Table 1. Population and childhood diarrheal disease in 142 Matlab villages.

In Matlab, there are approximately 12,000 tubewells which provide drinking water to more than 95% of the residents [29] (Figure 1). Among those wells, the As content of shallow (<140 ft) tubewells is overwhelmingly high, with only 372 (5.5%) out of 6705 wells in that depth range containing ≤50 µg/L As (Figure 2). In contrast, 3248 (83%) out of 3922 intermediate-depth wells (140-300 ft) contain ≤50 µg/L As. Shallow wells that are low or very low in As are concentrated in the central portion of Matlab, although 125 out of 142 villages in Matlab include at least one shallow well with ≤50 µg/L As (Figure 1). Among tubewells which were used by baris with children, the number of shallow wells is nearly 2 times higher than the number of intermediate-depth wells (Table 2).

Table 2. Number of shallow and intermediate depth tubewells in baris with one or more children.

Association between childhood diarrhea and As and other risk factors

Univariate logistic regressions show that the rate of childhood diarrhea decreases significantly with an increase in As levels (As was classified into 3 categories or levels, a higher As level corresponds to higher As content) regardless of flood protection (95% CIs<1.00, p<0.001) or population density (95% CIs<1.00, p<0.001) (Table 3). In both the central and the peripheral areas, As level is negatively associated with childhood diarrhea. However, the association is significant only in the peripheral area (OR = 0.92, 95% CI: 0.90–0.95). The rate of childhood diarrhea also decreases when As increases in the middle three of the five wealth index categories as well as in the last four education index categories. The inverse association between childhood diarrhea and tubewell As is statistically significant (p<0.05) for individual years, with the exception of 2004. There is a marked difference when the two depth intervals are considered separately, however. The inverse relationship between childhood diarrhea and well As holds for shallow wells (OR = 0.92, p = 0.009), but not for intermediate-depth wells.

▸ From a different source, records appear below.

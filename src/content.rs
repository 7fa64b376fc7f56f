//! Static bot content
//!
//! FAQ table, recipes, hydration tips and the menu text, plus the fuzzy
//! FAQ matcher and the adherence progress bar. All user-visible strings
//! live here so the engine and dispatcher stay free of copy.

use once_cell::sync::Lazy;
use rand::seq::SliceRandom;

/// FAQ entries: lowercase question key, reply text.
pub static FAQS: Lazy<Vec<(&'static str, &'static str)>> = Lazy::new(|| {
    vec![
        (
            "what are side effects",
            "🤒 Common side effects: nausea, vomiting, constipation. Ginger tea + small meals help.\n(Type 'doctor' to connect to our experts)",
        ),
        ("how to store wegovy", "🧊 Store in fridge (2-8°C). Do not freeze."),
        (
            "can i take it at night",
            "🕒 Yes, morning or night — keep your schedule consistent.",
        ),
        (
            "what to do if i miss a dose",
            "💉 If <5 days late: take as soon as you remember. If >5 days: skip and continue your normal schedule.",
        ),
        (
            "how to reduce nausea",
            "🍵 Ginger tea, small frequent meals, avoid greasy food, stay hydrated.",
        ),
        (
            "when will i see weight loss",
            "📊 Usually between 4–8 weeks, varies by patient.",
        ),
        ("can i exercise", "🏃 Yes — combine diet + exercise for best results."),
        (
            "who should not take wegovy",
            "⚠️ Those with thyroid cancer history or MEN2 syndrome should avoid. Consult doctor.",
        ),
        (
            "what is the price",
            "💰 Price varies by pharmacy. Type 'doctor' to ask clinical or cost queries.",
        ),
        (
            "can i drink alcohol",
            "🍷 Light alcohol is usually safe, but avoid if it worsens nausea.",
        ),
    ]
});

pub static RECIPES: &[&str] = &[
    "🥗 Quick recipe: Cucumber & tomato salad with lemon and olive oil — light and filling.",
    "🍲 Lentil & veggie soup: protein-rich and gentle on the stomach.",
    "🥣 Overnight oats with chia: easy digestion & sustained energy.",
];

pub static HYDRATION_TIPS: &[&str] = &[
    "💧 Tip: sip water throughout the day — small, frequent sips reduce nausea.",
    "🥤 Try an electrolyte drink if you feel light-headed after injections.",
];

pub const DOCTOR_CONTACT: &str =
    "👩‍⚕️ Connect to an expert here: https://example.com/connect-doctor";

pub const ONBOARDING_VIDEO: &str =
    "📹 Watch the onboarding video here:\nhttps://www.dropbox.com/scl/fi/kgizm8vb8uhdqlaxswqfx/onboarding.mp4?rlkey=7f5krq9j630jd8n2wp5fohypc&st=9eaijrh8&dl=1";

pub const MENU_TEXT: &str = "📌 *Main Menu*\n\n\
    1️⃣ Onboarding Video\n\
    2️⃣ Side-effect Tips\n\
    3️⃣ Weekly Check-in\n\
    4️⃣ Recipe\n\
    5️⃣ Pharmacy Locator\n\
    6️⃣ Knowledge Hub\n\n\
    Reply with a number (1-6), or just ask me your question!";

pub const FALLBACK_REPLY: &str =
    "🤔 Sorry, I didn't get that. Type 'menu' to see options or ask me anything about Wegovy.";

pub const STORE_UNAVAILABLE_REPLY: &str = "⚠️ Temporary DB error. Please try again in a moment.";

pub const FAULT_REPLY: &str = "⚠️ Oops — server error. Please type 'menu' to continue.";

/// Minimum normalized similarity for a FAQ hit. Permissive enough for
/// partial phrasing ("side effects?" still lands on the full question).
const FAQ_SIMILARITY_CUTOFF: f64 = 0.4;

/// Best single FAQ answer for a free-text question, if any key clears the
/// similarity cutoff. Query and keys are compared lowercased.
pub fn find_faq_answer(query: &str) -> Option<&'static str> {
    let query = query.trim().to_lowercase();
    if query.is_empty() {
        return None;
    }
    FAQS.iter()
        .map(|(key, answer)| (strsim::normalized_levenshtein(&query, key), *answer))
        .filter(|(score, _)| *score >= FAQ_SIMILARITY_CUTOFF)
        .max_by(|(a, _), (b, _)| a.total_cmp(b))
        .map(|(_, answer)| answer)
}

/// 10-tick adherence bar scaled from checkins/total, e.g. ▰▰▰▰▰▱▱▱▱▱.
pub fn progress_bar(checkins: u32, total: u32) -> String {
    if total == 0 {
        return "▱".repeat(10);
    }
    let filled = ((checkins.min(total) as f64 / total as f64) * 10.0) as usize;
    "▰".repeat(filled) + &"▱".repeat(10 - filled)
}

pub fn random_recipe() -> &'static str {
    RECIPES
        .choose(&mut rand::thread_rng())
        .copied()
        .unwrap_or(RECIPES[0])
}

pub fn random_hydration_tip() -> &'static str {
    HYDRATION_TIPS
        .choose(&mut rand::thread_rng())
        .copied()
        .unwrap_or(HYDRATION_TIPS[0])
}

#[cfg(test)]
mod tests {
    use super::*;

    #[test]
    fn exact_faq_key_matches() {
        let answer = find_faq_answer("what are side effects").unwrap();
        assert!(answer.contains("side effects"));
    }

    #[test]
    fn partial_phrasing_still_matches() {
        assert!(find_faq_answer("what are the side effects?").is_some());
        assert!(find_faq_answer("how to store wegovy?").is_some());
    }

    #[test]
    fn unrelated_text_does_not_match() {
        assert!(find_faq_answer("zzzzqqqq").is_none());
        assert!(find_faq_answer("").is_none());
    }

    #[test]
    fn single_best_match_wins() {
        // Close to exactly one key even though several share words.
        let answer = find_faq_answer("when will i see weight loss").unwrap();
        assert!(answer.contains("4–8 weeks"));
    }

    #[test]
    fn progress_bar_scales_to_ten_ticks() {
        assert_eq!(progress_bar(0, 12), "▱▱▱▱▱▱▱▱▱▱");
        assert_eq!(progress_bar(6, 12), "▰▰▰▰▰▱▱▱▱▱");
        assert_eq!(progress_bar(12, 12), "▰▰▰▰▰▰▰▰▰▰");
    }

    #[test]
    fn progress_bar_clamps_over_total() {
        assert_eq!(progress_bar(20, 12), "▰▰▰▰▰▰▰▰▰▰");
    }
}
//! Writes sample catalog request files for exercising the API
//!
//! Usage: `generate-samples [TARGET_DIR]` (defaults to the current directory)

use std::fs;
use std::path::PathBuf;

use anyhow::Context;
use tracing_subscriber::{layer::SubscriberExt, util::SubscriberInitExt};

use catalog_pdf_server::catalog::samples::sample_files;

fn main() -> anyhow::Result<()> {
    tracing_subscriber::registry()
        .with(tracing_subscriber::EnvFilter::try_from_default_env()
            .unwrap_or_else(|_| "info".into()))
        .with(tracing_subscriber::fmt::layer())
        .init();

    let target = std::env::args()
        .nth(1)
        .map(PathBuf::from)
        .unwrap_or_else(|| PathBuf::from("."));

    fs::create_dir_all(&target)
        .with_context(|| format!("Failed to create {}", target.display()))?;

    for (name, value) in sample_files() {
        let path = target.join(&name);
        let json = serde_json::to_string_pretty(&value)?;
        fs::write(&path, json).with_context(|| format!("Failed to write {}", path.display()))?;
        tracing::info!("Created {}", path.display());
    }

    tracing::info!("Sample files written to {}", target.display());
    Ok(())
}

Table 3. Associations between childhood diarrhea and tubewell arsenic in Matlab from 2000 to 2006 derived by univariate logistic regressions.

Multivariate regression models that consider various risk factors simultaneously are consistent with the univariate results (Table 4). For shallow wells, the model continues to indicate a decrease in childhood diarrhea associated with an increase in well As (OR = 0.89, p = 0.001). Children drinking water from low-As (10–50 µg/L) tubewells are 1.11 times (1.11 = 1/OR) more likely to have diarrhea than children drinking from high-As (>50 µg/L) tubewells. Children drinking from very low-As (≤10 µg/L) tubewells are 1.26 times (1.26 = 1/OR2) more likely to have diarrhea than children drinking from high-As (>50 µg/L) tubewells (Table 4). The same model shows a significant increase in childhood diarrhea with increasing population density (OR = 1.15, p<0.001) and, conversely, a decrease in diarrhea with increasing wealth index (OR = 0.90, p<0.001). There also is a significant protective effect against childhood diarrhea from flood control (OR = 0.72, p<0.001). When the multivariate models were adjusted by year, the associations between diarrhea and As, flood control, population density and wealth index were not changed. The negative association between diarrhea and the year (OR = 0.89, 95% CI: 0.88-0.90) simply shows that childhood diarrhea cases decreased during the study period. For the intermediate-depth wells, the multivariate models show the same direction and magnitude for the effects of population density, wealth index, flood control, and year on childhood diarrhea. However, the relationship between diarrhea and well As is not significant in the intermediate depth interval (OR = 0.99, p = 0.642) (Table 4).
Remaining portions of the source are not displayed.